Exercise prompt :: Are you able to retype all the records below exactly?

(Collected data)
▬▬▬

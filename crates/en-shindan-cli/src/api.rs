//! En-Shindan API Client

use anyhow::{bail, Context, Result};
use reqwest::Client;
use serde::Deserialize;

use en_shindan::{DiagnosisForm, DiagnosisProfile};

/// API Client for En-Shindan
pub struct ShindanClient {
    client: Client,
    base_url: String,
}

// ============================================
// API Response Types
// ============================================

#[derive(Debug, Deserialize)]
struct DiagnoseResponse {
    success: bool,
    data: Option<DiagnosisData>,
    error: Option<String>,
}

#[derive(Debug, Deserialize)]
#[serde(rename_all = "camelCase")]
struct DiagnosisData {
    user_profile: DiagnosisProfile,
}

impl ShindanClient {
    /// Create a new API client
    pub fn new(base_url: &str) -> Self {
        Self {
            client: Client::new(),
            base_url: base_url.trim_end_matches('/').to_string(),
        }
    }

    /// Test connection with health check
    pub async fn health(&self) -> Result<bool> {
        let url = format!("{}/health", self.base_url);
        let resp = self.client.get(&url).send().await?;
        Ok(resp.status().is_success())
    }

    /// Run a diagnosis on the server
    pub async fn diagnose(&self, form: &DiagnosisForm) -> Result<DiagnosisProfile> {
        let url = format!("{}/diagnosis", self.base_url);
        let resp = self
            .client
            .post(&url)
            .json(form)
            .send()
            .await
            .with_context(|| format!("Failed to reach {}", url))?;

        let status = resp.status();
        let body: DiagnoseResponse = resp
            .json()
            .await
            .with_context(|| format!("Unexpected response from server ({})", status))?;

        match body {
            DiagnoseResponse {
                success: true,
                data: Some(data),
                ..
            } => Ok(data.user_profile),
            DiagnoseResponse { error, .. } => bail!(
                "Diagnosis failed ({}): {}",
                status,
                error.unwrap_or_else(|| "unknown error".to_string())
            ),
        }
    }
}
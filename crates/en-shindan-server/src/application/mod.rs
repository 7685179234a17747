//! Application Layer (Use Cases)
//!
//! Coordinates the diagnosis engine with runtime concerns (clock, logging).

mod diagnosis_service;

pub use diagnosis_service::DiagnosisService;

▬▬▬

Result below ::
filename crates/en-shindan-cli/src/api.rs
//! En-Shindan API Client

use anyhow::{bail, Context, Result};
use reqwest::Client;
use serde::Deserialize;

use en_shindan::{DiagnosisForm, DiagnosisProfile};

/// API Client for En-Shindan
pub struct ShindanClient {
    client: Client,
    base_url: String,
}

// ============================================
// API Response Types
// ============================================

#[derive(Debug, Deserialize)]
struct DiagnoseResponse {
    success: bool,
    data: Option<DiagnosisData>,
    error: Option<String>,
}

#[derive(Debug, Deserialize)]
#[serde(rename_all = "camelCase")]
struct DiagnosisData {
    user_profile: DiagnosisProfile,
}

impl ShindanClient {
    /// Create a new API client
    pub fn new(base_url: &str) -> Self {
        Self {
            client: Client::new(),
            base_url: base_url.trim_end_matches('/').to_string(),
        }
    }

    /// Test connection with health check
    pub async fn health(&self) -> Result<bool> {
        let url = format!("{}/health", self.base_url);
        let resp = self.client.get(&url).send().await?;
        Ok(resp.status().is_success())
    }

    /// Run a diagnosis on the server
    pub async fn diagnose(&self, form: &DiagnosisForm) -> Result<DiagnosisProfile> {
        let url = format!("{}/diagnosis", self.base_url);
        let resp = self
            .client
            .post(&url)
            .json(form)
            .send()
            .await
            .with_context(|| format!("Failed to reach {}", url))?;

        let status = resp.status();
        let body: DiagnoseResponse = resp
            .json()
            .await
            .with_context(|| format!("Unexpected response from server ({})", status))?;

        match body {
            DiagnoseResponse {
                success: true,
                data: Some(data),
                ..
            } => Ok(data.user_profile),
            DiagnoseResponse { error, .. } => bail!(
                "Diagnosis failed ({}): {}",
                status,
                error.unwrap_or_else(|| "unknown error".to_string())
            ),
        }
    }
}
filename crates/en-shindan-server/src/application/mod.rs
repository 7685179234a17747
//! Application Layer (Use Cases)
//!
//! Coordinates the diagnosis engine with runtime concerns (clock, logging).

mod diagnosis_service;

pub use diagnosis_service::DiagnosisService;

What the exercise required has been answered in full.